Actually that may not strictly true..while  it is extremely difficult to get a 
response back from their development team (who seem to be insulated by brick 
walls from ordinary users) I once (this was at version 6 of PS or 
thereabouts) submitted a detailed critique of a tool and made some very 
specific recomendations for changing it. I sent the proposal to one of their 
marketing guys and about 6 weeks later got back a response with some queries 
and a thankyou. This was followed up - I saw some changes in later edition 
that seemed to be in line with my suggestions but I never heard any more from 
them so have no way of knowing for sure whether it had anything to do with my 
input because many others mmay have been saying the same thing.

Adobe support is hopeless at responding to development suggestions because 
Adobe contracted out the support function and whilst it responds quite 
efficiently to current product support issues it has no real interest in 
wider considerations. For those the only way to influence seems to be when 
their marketing people take an interest or if you can speak to a development 
team leader at a trade show!!.

However when changes are needed if enough users kick the ball hard enough then 
they usually get a response in the end in the commercial world, especially if 
users hold off from buying the product! That happened with Adobe Pemiere when 
they were so slow at supporting digital capture on the windows platform - 
they lost a lot of ground at that time to alternative products. 

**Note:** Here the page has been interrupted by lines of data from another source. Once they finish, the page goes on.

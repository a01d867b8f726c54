//! Sidecar subtitle discovery for library videos.
//!
//! Tracks are files next to the video sharing its stem, with a `.vtt` or
//! `.srt` extension. `movie.en.vtt` gets the label `en`; a bare
//! `movie.vtt` is labeled by its extension. The result is sorted by file
//! name so downstream preference heuristics are stable.

use std::path::Path;

use serde::{Deserialize, Serialize};
use tokio::fs;

use crate::error::AppResult;

pub const SUBTITLE_EXTS: [&str; 2] = ["vtt", "srt"];

#[derive(Debug, Clone, PartialEq, Eq, Serialize, Deserialize)]
pub struct SubtitleTrack {
    pub label: String,
    pub url: String,
}

/// List subtitle tracks for a library-relative video path. A missing
/// directory yields an empty list, not an error.
pub async fn discover(library_root: &Path, video: &str) -> AppResult<Vec<SubtitleTrack>> {
    let rel = Path::new(video);
    let Some(stem) = rel.file_stem().and_then(|s| s.to_str()) else {
        return Ok(Vec::new());
    };
    let rel_dir = rel.parent().unwrap_or_else(|| Path::new(""));

    let mut entries = match fs::read_dir(library_root.join(rel_dir)).await {
        Ok(entries) => entries,
        Err(_) => return Ok(Vec::new()),
    };

    let mut names = Vec::new();
    while let Some(entry) = entries.next_entry().await? {
        let name = entry.file_name();
        let Some(name) = name.to_str() else { continue };
        let ext_ok = Path::new(name)
            .extension()
            .and_then(|e| e.to_str())
            .map(|e| SUBTITLE_EXTS.contains(&e.to_ascii_lowercase().as_str()))
            .unwrap_or(false);
        if ext_ok && name.len() > stem.len() && name.starts_with(stem) {
            names.push(name.to_owned());
        }
    }
    names.sort();

    Ok(names
        .into_iter()
        .map(|name| {
            let label = track_label(&name, stem);
            let url = if rel_dir.as_os_str().is_empty() {
                format!("/media/{name}")
            } else {
                format!("/media/{}/{}", rel_dir.display(), name)
            };
            SubtitleTrack { label, url }
        })
        .collect())
}

fn track_label(file_name: &str, stem: &str) -> String {
    let tail = file_name[stem.len()..].trim_start_matches('.');
    match tail.rsplit_once('.') {
        Some((label, _ext)) if !label.is_empty() => label.to_owned(),
        _ => tail.to_owned(),
    }
}
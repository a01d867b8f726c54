use sqlx::SqlitePool;

use crate::error::AppResult;

/// Connect and make sure the schema exists. All tables are created
/// idempotently so a fresh database file works out of the box.
pub async fn connect(url: &str) -> AppResult<SqlitePool> {
    let pool = SqlitePool::connect(url).await?;
    init_schema(&pool).await?;
    Ok(pool)
}

pub async fn init_schema(pool: &SqlitePool) -> AppResult<()> {
    sqlx::query(
        "CREATE TABLE IF NOT EXISTS users (
            id         TEXT PRIMARY KEY,
            username   TEXT NOT NULL UNIQUE,
            password   TEXT NOT NULL,
            is_admin   INTEGER NOT NULL DEFAULT 0,
            created_at INTEGER NOT NULL
        )",
    )
    .execute(pool)
    .await?;

    sqlx::query(
        "CREATE TABLE IF NOT EXISTS invites (
            code       TEXT PRIMARY KEY,
            created_by TEXT NOT NULL,
            used_by    TEXT,
            created_at INTEGER NOT NULL
        )",
    )
    .execute(pool)
    .await?;

    sqlx::query(
        "CREATE TABLE IF NOT EXISTS room_state (
            room_id       TEXT PRIMARY KEY,
            video_path    TEXT,
            position      REAL NOT NULL DEFAULT 0,
            paused        INTEGER NOT NULL DEFAULT 1,
            playback_rate REAL NOT NULL DEFAULT 1,
            updated_at    INTEGER NOT NULL
        )",
    )
    .execute(pool)
    .await?;

    Ok(())
}

/// Single-connection in-memory pool for tests. SQLite `:memory:` databases
/// are per-connection, so the pool must not open a second one.
#[cfg(test)]
pub async fn memory_pool() -> SqlitePool {
    let pool = sqlx::sqlite::SqlitePoolOptions::new()
        .max_connections(1)
        .connect("sqlite::memory:")
        .await
        .unwrap();
    init_schema(&pool).await.unwrap();
    pool
}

My experience is that communication channels are often much better in the open 
source worldit but how effective the communication is at converting that plus 
sign into producing change (and how speedy those changes are introduced)  
depends more upon how motivated developers are to understanding users needs 
and how flexible their agenda and plans are when changes are needed to 
respond to them. 

It is very easy for developers to feel that as users do not pay they should be 
happy with whatever they are lucky enough to be given! It can be emotionally 
challenging to voluntary workers to regard users as clients to be 
satisfied.Teams naturally have varied ability levels when it comes to 
fulfilling that part of their role.

I know from experience It is easy to lose sight of the fact that a user of one 
tool may be assisting in the role of developer on another project and 
remember that in the open source world all arguments of equal standard need 
to be judged by equal processes irrespective of their source.